## Requirement
Quote every line from the top of the listing down to and including the line that contains "interior corner is".

## Task input
------------
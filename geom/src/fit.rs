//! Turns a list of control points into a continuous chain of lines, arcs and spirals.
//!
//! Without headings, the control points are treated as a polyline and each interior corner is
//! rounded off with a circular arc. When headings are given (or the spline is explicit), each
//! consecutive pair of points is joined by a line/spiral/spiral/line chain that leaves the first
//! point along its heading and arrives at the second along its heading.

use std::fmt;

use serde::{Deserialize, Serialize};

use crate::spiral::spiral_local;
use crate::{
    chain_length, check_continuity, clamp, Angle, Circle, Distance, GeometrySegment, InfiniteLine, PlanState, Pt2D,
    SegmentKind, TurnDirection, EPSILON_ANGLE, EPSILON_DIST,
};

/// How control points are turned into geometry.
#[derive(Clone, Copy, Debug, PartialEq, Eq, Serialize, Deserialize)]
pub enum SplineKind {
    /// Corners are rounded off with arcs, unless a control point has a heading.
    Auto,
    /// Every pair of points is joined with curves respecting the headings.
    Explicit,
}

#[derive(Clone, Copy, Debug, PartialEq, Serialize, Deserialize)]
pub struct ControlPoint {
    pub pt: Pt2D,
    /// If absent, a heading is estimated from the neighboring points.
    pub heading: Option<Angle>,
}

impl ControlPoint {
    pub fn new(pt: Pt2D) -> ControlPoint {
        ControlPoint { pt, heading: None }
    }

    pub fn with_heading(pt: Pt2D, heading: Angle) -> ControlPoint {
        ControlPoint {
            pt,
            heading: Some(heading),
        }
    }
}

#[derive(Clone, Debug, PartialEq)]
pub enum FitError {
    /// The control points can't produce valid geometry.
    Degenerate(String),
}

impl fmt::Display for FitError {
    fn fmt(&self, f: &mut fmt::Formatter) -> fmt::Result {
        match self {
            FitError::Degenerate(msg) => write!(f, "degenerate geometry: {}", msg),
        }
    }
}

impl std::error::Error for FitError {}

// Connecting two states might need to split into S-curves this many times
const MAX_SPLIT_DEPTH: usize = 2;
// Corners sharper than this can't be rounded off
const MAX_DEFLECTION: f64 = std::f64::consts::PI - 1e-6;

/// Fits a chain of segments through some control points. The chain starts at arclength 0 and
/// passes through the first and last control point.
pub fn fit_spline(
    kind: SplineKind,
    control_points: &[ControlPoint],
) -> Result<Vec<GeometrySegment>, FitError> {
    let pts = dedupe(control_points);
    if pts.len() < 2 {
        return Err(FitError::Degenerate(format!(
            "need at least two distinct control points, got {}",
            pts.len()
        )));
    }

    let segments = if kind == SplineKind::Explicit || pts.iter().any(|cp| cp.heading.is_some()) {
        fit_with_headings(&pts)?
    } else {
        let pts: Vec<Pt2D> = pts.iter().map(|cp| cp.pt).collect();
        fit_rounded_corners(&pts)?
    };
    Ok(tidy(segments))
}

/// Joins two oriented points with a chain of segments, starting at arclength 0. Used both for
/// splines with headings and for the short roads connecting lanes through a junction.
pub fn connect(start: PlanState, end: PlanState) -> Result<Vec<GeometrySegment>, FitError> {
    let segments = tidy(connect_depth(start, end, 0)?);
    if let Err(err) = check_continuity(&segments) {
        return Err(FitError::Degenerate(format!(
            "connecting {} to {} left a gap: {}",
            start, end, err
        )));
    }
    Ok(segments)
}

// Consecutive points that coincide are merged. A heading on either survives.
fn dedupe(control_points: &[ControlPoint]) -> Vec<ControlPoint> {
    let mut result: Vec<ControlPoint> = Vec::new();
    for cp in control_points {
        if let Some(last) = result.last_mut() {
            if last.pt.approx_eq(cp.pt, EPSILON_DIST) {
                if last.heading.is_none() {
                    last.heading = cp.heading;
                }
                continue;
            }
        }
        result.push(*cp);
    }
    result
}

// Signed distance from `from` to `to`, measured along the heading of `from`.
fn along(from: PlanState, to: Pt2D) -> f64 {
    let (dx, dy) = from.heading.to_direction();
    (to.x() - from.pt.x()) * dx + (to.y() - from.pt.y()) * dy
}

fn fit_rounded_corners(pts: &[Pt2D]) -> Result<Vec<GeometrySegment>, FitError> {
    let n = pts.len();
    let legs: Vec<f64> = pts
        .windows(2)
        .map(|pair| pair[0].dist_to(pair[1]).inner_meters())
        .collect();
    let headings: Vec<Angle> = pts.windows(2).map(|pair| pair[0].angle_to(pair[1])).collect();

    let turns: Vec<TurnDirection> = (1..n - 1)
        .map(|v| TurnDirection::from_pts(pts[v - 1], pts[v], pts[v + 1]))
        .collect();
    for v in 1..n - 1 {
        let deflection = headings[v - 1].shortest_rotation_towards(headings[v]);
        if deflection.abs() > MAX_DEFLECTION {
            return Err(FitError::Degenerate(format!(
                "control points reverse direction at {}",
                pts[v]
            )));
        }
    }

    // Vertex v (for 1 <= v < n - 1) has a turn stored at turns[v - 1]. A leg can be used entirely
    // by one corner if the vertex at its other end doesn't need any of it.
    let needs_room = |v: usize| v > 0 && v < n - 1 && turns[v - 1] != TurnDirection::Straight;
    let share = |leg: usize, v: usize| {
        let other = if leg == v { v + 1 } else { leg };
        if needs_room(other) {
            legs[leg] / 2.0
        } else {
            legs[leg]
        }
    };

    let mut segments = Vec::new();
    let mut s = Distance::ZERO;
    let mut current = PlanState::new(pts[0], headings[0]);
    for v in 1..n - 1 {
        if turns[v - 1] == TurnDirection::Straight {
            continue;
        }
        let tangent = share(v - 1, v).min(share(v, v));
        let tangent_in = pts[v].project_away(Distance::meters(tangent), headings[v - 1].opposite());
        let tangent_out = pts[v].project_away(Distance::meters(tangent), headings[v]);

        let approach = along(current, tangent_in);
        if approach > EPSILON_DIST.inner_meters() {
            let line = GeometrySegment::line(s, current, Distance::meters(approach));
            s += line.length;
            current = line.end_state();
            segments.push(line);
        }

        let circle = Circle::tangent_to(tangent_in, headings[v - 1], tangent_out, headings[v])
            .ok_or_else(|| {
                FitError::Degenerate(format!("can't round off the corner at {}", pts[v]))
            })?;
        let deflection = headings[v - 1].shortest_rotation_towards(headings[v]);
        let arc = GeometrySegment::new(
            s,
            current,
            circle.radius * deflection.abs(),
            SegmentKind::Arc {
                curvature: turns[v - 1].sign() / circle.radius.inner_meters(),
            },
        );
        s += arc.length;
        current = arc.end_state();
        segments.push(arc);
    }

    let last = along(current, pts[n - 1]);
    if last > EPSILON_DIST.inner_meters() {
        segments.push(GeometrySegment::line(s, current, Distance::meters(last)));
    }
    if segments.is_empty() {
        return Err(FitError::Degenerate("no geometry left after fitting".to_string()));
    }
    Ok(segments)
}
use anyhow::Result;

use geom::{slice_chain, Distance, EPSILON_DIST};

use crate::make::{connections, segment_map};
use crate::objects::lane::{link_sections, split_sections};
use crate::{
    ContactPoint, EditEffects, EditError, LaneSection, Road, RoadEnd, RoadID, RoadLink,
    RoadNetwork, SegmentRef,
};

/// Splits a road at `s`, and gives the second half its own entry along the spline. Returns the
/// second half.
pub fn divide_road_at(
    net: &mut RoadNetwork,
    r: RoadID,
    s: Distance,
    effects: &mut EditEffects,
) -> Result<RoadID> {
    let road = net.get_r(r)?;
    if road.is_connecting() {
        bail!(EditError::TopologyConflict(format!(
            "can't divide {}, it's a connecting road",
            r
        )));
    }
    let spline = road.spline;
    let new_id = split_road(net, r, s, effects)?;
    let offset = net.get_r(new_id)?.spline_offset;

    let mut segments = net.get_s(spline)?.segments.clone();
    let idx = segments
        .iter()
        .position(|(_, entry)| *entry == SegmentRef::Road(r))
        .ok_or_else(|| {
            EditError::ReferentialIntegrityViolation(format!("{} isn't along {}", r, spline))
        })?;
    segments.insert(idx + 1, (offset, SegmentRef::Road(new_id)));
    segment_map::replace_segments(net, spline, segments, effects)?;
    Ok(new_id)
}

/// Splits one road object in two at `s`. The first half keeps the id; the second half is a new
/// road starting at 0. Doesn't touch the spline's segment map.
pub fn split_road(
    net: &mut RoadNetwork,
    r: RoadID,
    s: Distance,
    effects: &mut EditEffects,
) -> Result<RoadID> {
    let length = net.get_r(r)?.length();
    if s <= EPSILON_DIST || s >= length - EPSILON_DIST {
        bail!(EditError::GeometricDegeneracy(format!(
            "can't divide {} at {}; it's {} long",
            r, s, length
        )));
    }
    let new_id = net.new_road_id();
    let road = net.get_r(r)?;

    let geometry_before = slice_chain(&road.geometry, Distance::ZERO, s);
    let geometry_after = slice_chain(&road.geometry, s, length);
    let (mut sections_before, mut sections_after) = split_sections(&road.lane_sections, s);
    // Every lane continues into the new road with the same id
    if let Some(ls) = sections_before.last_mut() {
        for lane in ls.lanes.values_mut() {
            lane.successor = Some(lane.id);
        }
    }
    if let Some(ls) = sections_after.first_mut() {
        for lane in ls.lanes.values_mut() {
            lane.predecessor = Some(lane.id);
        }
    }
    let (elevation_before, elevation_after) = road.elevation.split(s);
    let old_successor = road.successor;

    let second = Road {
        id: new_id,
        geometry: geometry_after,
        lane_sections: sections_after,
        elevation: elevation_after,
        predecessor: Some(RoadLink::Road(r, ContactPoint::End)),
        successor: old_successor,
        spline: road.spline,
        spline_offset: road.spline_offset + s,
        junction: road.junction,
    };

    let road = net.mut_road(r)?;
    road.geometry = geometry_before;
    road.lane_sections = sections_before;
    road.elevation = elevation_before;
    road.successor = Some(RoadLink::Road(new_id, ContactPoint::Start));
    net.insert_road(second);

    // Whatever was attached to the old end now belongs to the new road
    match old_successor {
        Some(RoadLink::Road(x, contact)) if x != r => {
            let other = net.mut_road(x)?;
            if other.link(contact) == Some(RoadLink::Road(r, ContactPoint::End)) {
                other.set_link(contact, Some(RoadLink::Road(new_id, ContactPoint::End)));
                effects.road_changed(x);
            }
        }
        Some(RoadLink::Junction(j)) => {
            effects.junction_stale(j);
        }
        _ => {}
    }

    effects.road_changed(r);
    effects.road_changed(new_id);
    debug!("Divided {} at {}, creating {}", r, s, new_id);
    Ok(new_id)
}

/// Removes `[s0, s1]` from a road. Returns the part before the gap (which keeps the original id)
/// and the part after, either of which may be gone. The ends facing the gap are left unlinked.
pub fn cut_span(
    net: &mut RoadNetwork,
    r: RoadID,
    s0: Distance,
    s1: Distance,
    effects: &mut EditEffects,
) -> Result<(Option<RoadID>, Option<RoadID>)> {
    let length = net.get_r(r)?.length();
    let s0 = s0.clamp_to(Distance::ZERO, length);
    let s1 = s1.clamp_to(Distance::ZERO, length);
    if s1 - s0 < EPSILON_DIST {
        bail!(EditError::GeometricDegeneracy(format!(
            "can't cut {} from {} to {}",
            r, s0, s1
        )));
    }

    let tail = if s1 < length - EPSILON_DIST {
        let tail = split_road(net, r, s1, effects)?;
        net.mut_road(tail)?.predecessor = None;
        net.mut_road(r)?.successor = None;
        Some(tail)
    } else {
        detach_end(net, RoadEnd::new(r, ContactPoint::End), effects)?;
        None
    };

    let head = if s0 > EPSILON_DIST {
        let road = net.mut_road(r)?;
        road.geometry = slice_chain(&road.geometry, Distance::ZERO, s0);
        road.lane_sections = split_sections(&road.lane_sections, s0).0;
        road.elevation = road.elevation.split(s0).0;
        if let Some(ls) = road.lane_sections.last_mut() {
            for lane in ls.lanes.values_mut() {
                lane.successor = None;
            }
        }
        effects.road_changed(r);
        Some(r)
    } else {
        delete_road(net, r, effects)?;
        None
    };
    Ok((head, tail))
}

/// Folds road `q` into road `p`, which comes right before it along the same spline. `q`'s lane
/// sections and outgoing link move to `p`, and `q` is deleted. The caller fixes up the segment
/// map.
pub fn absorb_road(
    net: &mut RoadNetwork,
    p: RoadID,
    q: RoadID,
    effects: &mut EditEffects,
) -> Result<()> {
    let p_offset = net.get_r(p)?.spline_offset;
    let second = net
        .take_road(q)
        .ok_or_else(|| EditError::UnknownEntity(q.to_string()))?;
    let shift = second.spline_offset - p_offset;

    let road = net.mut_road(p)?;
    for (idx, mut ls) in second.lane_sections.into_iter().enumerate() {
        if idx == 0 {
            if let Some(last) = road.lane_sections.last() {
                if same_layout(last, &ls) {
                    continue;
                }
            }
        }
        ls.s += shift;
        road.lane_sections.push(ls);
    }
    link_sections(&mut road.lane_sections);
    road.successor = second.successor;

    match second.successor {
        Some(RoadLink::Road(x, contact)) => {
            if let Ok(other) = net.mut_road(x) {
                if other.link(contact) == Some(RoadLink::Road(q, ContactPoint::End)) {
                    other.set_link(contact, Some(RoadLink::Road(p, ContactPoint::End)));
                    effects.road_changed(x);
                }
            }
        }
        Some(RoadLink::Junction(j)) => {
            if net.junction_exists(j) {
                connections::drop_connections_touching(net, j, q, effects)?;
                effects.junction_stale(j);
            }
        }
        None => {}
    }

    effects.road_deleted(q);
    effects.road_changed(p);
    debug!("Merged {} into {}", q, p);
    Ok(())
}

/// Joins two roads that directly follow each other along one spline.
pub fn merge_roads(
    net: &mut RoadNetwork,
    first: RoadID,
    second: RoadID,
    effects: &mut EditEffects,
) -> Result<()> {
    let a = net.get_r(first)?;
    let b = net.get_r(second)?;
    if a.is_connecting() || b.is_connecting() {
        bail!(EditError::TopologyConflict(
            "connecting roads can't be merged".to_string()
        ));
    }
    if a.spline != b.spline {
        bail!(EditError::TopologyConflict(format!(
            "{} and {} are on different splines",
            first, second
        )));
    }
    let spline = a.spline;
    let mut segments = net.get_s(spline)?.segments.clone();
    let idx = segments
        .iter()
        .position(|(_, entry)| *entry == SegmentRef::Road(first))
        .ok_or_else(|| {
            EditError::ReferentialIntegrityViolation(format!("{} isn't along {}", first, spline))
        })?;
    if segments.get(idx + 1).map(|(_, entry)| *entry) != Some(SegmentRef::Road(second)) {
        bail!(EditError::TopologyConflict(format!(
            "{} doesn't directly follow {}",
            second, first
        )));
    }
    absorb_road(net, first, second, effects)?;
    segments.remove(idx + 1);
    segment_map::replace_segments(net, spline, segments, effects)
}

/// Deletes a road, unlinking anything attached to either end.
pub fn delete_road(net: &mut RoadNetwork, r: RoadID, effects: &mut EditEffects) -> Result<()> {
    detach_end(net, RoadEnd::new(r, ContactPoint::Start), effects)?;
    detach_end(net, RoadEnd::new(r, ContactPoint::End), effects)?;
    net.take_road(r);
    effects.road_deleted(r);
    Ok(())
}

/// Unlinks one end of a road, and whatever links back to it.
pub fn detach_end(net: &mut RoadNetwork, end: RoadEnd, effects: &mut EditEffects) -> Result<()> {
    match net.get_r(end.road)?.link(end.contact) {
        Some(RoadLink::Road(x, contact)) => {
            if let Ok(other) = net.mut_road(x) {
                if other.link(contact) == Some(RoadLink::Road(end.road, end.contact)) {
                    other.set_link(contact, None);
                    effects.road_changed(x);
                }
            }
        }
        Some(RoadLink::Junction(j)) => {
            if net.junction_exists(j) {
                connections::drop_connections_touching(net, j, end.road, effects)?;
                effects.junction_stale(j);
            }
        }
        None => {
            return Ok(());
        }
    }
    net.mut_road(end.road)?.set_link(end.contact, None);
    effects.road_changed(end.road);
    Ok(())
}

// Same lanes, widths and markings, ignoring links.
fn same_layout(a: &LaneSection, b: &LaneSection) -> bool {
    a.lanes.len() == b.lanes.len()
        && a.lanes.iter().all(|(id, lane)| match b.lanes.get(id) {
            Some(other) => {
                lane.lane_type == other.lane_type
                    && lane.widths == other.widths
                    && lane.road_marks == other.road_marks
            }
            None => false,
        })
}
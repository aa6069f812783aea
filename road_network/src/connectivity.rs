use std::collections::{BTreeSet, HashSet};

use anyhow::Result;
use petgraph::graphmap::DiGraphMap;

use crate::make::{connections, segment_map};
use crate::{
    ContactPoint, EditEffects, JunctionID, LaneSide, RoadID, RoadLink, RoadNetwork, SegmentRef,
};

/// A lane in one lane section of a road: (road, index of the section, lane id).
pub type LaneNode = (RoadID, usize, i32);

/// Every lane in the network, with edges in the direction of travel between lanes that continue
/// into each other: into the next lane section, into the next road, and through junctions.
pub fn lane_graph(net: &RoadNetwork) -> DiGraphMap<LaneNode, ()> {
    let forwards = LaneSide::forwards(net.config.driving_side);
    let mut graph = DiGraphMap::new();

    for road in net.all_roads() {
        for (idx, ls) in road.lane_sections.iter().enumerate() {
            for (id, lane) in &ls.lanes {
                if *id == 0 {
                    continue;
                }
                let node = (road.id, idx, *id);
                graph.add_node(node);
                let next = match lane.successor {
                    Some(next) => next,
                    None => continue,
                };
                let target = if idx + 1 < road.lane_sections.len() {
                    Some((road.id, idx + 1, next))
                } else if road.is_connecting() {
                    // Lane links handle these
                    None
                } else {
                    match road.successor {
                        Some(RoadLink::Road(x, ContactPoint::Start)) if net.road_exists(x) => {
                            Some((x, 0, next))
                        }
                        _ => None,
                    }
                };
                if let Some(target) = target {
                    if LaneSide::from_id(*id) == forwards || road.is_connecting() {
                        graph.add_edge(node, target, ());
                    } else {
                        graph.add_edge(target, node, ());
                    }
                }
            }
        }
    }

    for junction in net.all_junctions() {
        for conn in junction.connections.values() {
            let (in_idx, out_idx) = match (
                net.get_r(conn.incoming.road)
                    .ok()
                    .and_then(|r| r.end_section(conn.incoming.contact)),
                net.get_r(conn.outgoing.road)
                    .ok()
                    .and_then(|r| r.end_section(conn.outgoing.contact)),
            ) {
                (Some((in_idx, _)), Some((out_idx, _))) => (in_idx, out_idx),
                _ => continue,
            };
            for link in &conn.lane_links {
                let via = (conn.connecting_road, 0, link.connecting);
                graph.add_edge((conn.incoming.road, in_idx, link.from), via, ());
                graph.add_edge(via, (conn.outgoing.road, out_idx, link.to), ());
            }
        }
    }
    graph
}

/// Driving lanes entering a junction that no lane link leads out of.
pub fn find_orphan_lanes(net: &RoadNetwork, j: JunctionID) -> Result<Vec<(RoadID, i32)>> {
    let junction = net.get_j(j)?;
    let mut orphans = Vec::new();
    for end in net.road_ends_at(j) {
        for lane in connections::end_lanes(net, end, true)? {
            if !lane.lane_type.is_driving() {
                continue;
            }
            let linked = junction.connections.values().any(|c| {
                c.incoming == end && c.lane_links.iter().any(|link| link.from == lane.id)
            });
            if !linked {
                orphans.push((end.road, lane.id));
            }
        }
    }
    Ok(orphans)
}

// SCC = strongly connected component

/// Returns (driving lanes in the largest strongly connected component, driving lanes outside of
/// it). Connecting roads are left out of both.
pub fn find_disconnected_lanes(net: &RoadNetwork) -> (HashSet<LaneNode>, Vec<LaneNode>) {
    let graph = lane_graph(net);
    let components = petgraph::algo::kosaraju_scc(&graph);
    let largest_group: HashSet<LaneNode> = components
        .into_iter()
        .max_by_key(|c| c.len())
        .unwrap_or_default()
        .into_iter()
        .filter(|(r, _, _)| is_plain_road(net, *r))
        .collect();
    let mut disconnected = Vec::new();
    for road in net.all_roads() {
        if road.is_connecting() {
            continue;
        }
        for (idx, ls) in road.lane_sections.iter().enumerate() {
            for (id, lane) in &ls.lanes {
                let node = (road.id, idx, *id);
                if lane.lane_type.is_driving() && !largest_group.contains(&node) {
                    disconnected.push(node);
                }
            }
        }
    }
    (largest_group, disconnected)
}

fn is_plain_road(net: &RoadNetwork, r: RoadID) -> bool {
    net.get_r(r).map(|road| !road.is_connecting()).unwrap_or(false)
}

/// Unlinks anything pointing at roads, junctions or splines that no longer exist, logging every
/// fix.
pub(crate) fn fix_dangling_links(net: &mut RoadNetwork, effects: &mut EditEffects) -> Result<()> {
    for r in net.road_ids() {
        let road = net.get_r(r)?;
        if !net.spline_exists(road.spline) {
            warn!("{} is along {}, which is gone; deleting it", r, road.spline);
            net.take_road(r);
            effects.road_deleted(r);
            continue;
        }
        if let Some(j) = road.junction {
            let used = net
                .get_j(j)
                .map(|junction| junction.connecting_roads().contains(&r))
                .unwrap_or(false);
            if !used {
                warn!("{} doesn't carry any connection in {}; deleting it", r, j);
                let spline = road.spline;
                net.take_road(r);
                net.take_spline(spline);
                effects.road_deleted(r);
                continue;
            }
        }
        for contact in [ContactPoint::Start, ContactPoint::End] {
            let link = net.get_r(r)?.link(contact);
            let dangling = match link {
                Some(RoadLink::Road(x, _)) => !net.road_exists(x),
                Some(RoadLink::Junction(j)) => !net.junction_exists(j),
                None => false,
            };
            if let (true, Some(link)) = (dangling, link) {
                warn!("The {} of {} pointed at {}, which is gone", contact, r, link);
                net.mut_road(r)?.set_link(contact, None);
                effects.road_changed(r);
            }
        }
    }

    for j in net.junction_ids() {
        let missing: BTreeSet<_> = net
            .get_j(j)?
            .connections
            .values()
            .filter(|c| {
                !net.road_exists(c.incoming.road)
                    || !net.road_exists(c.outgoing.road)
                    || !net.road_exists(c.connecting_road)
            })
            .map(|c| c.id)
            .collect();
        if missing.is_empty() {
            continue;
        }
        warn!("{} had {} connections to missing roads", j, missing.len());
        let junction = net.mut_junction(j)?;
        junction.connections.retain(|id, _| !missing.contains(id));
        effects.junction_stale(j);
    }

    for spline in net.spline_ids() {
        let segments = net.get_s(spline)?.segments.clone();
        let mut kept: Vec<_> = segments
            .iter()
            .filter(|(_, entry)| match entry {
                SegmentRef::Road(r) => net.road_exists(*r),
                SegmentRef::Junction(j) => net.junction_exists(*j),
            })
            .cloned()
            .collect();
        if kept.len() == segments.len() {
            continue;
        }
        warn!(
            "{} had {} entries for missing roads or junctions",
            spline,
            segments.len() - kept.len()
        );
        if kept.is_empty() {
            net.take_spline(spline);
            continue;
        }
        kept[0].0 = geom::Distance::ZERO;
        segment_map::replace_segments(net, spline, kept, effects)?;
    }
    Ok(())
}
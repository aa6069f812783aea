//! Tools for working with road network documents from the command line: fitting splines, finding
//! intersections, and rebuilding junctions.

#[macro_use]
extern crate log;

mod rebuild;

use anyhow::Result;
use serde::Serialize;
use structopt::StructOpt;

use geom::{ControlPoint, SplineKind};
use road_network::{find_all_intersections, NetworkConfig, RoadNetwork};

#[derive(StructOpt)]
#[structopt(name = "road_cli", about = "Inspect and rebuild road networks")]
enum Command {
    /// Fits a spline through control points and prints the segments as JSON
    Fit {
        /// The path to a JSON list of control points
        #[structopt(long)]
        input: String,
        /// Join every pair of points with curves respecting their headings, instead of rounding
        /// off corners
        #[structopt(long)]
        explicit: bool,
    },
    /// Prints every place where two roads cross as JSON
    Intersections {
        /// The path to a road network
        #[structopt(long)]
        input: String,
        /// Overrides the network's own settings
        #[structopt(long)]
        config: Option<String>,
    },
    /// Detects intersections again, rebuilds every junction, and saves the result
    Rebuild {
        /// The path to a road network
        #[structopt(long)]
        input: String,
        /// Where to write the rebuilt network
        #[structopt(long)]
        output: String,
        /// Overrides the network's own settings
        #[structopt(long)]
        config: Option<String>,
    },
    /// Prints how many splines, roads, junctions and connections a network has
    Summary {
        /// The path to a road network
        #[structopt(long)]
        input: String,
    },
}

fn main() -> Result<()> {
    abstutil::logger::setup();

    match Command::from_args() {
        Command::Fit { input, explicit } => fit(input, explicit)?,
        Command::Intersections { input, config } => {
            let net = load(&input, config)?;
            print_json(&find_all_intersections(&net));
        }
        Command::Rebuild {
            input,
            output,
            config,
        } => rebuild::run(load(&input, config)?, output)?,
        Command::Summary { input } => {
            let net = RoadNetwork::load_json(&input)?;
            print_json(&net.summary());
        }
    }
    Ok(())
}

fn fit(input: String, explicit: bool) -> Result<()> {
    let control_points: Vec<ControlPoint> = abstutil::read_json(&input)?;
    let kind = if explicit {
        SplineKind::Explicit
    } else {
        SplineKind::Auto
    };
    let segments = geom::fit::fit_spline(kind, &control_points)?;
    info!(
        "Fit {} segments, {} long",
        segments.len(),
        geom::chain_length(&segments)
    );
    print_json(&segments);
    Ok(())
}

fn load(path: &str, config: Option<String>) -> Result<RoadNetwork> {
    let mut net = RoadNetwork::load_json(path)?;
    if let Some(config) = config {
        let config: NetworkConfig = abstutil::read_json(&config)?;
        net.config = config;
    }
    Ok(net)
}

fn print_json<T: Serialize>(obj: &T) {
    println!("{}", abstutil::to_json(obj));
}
------------
## Answer to this exercise
filename geom/src/fit.rs
//! Turns a list of control points into a continuous chain of lines, arcs and spirals.
//!
//! Without headings, the control points are treated as a polyline and each interior corner is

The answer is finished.